WORK INSTRUCTION: Show each line of the records in which the word "system" occurs.

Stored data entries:
___

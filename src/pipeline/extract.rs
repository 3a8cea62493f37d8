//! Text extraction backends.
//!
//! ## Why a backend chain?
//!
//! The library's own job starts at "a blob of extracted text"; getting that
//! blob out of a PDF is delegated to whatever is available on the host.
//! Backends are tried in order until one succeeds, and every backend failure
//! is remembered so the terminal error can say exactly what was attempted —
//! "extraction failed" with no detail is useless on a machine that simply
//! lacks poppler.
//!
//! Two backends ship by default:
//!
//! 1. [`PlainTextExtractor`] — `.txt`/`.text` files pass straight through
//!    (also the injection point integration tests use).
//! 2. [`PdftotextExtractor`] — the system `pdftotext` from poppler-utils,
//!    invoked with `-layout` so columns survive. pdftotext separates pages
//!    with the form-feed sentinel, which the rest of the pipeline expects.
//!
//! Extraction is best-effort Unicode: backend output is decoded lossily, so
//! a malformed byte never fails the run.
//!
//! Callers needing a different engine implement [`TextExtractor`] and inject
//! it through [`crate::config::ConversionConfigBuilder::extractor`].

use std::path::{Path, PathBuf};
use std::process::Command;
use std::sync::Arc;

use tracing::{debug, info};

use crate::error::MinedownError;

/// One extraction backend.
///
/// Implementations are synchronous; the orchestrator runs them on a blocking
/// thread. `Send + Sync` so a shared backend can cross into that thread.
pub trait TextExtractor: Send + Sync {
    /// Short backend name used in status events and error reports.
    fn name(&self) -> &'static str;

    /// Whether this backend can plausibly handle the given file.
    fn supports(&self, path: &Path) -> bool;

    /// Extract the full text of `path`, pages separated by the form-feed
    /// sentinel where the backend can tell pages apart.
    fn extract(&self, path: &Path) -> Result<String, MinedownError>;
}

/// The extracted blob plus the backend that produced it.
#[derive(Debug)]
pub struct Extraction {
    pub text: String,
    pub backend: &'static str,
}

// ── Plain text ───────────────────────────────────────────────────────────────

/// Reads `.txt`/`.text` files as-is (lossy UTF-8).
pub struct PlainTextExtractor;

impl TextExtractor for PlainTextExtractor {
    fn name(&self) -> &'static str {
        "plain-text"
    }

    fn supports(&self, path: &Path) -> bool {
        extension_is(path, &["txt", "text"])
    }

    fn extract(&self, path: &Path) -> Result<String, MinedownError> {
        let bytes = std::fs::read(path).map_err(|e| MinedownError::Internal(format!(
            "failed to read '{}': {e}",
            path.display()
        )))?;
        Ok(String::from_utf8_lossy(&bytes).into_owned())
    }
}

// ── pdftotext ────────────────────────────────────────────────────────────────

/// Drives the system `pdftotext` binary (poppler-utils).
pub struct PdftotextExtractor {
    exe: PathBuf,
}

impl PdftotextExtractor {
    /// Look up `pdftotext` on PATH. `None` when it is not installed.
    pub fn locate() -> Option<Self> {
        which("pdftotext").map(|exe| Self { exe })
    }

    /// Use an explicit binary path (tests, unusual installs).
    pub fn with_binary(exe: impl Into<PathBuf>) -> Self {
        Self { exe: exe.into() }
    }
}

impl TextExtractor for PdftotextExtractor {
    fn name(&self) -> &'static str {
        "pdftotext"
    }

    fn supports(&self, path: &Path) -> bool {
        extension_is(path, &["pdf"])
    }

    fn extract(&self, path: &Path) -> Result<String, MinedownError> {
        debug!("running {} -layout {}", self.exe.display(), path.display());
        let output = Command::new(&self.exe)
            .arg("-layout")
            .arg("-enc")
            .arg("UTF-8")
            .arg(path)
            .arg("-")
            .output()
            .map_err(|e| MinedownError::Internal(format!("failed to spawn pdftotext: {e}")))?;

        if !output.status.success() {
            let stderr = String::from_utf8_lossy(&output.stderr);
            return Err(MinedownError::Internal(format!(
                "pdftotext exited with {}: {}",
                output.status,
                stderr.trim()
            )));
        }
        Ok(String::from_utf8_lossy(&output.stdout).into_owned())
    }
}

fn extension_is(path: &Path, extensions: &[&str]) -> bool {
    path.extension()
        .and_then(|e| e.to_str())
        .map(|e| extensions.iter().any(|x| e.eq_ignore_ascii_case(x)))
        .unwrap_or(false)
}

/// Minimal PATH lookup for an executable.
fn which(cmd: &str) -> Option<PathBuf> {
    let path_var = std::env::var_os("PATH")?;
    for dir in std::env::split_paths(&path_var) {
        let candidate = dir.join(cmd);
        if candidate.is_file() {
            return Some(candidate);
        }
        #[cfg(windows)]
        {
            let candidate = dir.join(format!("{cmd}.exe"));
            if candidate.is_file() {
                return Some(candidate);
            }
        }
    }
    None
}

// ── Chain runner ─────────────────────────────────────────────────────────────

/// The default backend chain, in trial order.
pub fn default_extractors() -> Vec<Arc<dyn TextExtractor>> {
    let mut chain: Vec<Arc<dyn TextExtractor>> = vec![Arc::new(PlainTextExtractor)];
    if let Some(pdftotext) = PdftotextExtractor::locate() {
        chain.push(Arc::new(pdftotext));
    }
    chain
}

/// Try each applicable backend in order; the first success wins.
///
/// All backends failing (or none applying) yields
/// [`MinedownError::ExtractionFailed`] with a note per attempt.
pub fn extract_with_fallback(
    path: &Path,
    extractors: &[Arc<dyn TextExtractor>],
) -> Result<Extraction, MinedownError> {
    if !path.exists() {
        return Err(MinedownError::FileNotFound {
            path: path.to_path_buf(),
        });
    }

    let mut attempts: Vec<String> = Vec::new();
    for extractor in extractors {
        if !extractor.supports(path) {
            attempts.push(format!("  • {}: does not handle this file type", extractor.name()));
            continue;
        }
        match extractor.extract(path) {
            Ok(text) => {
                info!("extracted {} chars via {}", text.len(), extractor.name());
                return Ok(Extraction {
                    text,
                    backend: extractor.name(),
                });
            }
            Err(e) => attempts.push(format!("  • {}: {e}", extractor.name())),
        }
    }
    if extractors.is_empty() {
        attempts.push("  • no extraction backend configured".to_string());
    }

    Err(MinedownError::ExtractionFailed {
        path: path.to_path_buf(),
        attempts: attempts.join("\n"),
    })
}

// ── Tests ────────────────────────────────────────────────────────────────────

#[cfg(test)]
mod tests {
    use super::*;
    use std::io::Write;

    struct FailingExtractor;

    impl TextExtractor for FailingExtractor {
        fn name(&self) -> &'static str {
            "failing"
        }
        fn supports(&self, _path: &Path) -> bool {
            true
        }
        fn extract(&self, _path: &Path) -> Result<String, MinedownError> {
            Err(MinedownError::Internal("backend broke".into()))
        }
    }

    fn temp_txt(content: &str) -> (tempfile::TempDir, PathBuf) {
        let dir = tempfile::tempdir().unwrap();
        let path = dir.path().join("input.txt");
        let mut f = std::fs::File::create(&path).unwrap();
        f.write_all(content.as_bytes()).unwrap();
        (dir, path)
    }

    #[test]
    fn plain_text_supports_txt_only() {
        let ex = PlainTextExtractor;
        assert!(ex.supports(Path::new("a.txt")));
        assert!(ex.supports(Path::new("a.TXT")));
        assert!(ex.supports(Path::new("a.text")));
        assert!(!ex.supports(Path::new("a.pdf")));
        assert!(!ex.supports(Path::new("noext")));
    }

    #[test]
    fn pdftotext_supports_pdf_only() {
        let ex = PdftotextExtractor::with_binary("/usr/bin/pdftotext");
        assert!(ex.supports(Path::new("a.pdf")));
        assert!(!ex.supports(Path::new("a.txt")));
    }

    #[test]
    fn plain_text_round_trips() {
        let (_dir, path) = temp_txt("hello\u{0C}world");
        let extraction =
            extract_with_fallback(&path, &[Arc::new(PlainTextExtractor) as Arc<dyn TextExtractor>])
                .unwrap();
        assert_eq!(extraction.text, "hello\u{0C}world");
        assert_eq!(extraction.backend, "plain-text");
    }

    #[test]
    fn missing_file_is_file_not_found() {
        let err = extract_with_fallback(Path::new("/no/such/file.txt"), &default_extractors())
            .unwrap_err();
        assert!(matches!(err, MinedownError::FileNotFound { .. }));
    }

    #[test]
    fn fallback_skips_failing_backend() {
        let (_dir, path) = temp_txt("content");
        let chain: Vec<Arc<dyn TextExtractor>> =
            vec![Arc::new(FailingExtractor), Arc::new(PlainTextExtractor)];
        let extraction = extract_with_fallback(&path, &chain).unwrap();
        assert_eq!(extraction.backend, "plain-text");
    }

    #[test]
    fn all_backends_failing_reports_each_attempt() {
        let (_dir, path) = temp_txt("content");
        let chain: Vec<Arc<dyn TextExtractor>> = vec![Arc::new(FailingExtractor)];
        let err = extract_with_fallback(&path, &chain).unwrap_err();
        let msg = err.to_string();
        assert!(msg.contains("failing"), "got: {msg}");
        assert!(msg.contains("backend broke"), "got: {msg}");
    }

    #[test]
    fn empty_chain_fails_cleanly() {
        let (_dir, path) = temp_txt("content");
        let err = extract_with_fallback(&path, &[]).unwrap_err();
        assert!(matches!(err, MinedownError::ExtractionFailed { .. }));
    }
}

___

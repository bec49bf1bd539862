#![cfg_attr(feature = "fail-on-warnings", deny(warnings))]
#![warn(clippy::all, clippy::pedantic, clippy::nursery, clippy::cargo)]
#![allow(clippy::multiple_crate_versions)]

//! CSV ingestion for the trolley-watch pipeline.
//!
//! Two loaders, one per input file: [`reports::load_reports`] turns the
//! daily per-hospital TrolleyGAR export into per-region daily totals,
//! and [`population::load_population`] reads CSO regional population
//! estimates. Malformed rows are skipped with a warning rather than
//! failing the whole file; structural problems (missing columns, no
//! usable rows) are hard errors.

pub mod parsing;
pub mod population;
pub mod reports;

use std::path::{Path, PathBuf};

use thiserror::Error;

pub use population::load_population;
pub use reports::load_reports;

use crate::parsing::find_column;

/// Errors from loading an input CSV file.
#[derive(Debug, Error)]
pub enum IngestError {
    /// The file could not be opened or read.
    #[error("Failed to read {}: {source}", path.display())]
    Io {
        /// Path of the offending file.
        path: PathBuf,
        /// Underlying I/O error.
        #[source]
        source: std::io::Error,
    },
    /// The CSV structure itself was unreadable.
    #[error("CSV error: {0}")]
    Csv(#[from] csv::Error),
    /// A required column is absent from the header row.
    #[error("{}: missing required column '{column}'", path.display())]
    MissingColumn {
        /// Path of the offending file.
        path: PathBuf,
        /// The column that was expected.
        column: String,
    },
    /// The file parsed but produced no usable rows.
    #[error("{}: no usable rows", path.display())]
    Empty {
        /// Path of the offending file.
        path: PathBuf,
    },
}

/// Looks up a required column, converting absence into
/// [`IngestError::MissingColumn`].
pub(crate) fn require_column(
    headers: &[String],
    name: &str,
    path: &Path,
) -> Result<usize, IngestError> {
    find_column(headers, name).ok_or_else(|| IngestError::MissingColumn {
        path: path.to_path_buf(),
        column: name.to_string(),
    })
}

___

TASK RESULT:
//! 2. [`PdftotextExtractor`] — the system `pdftotext` from poppler-utils,
/// Drives the system `pdftotext` binary (poppler-utils).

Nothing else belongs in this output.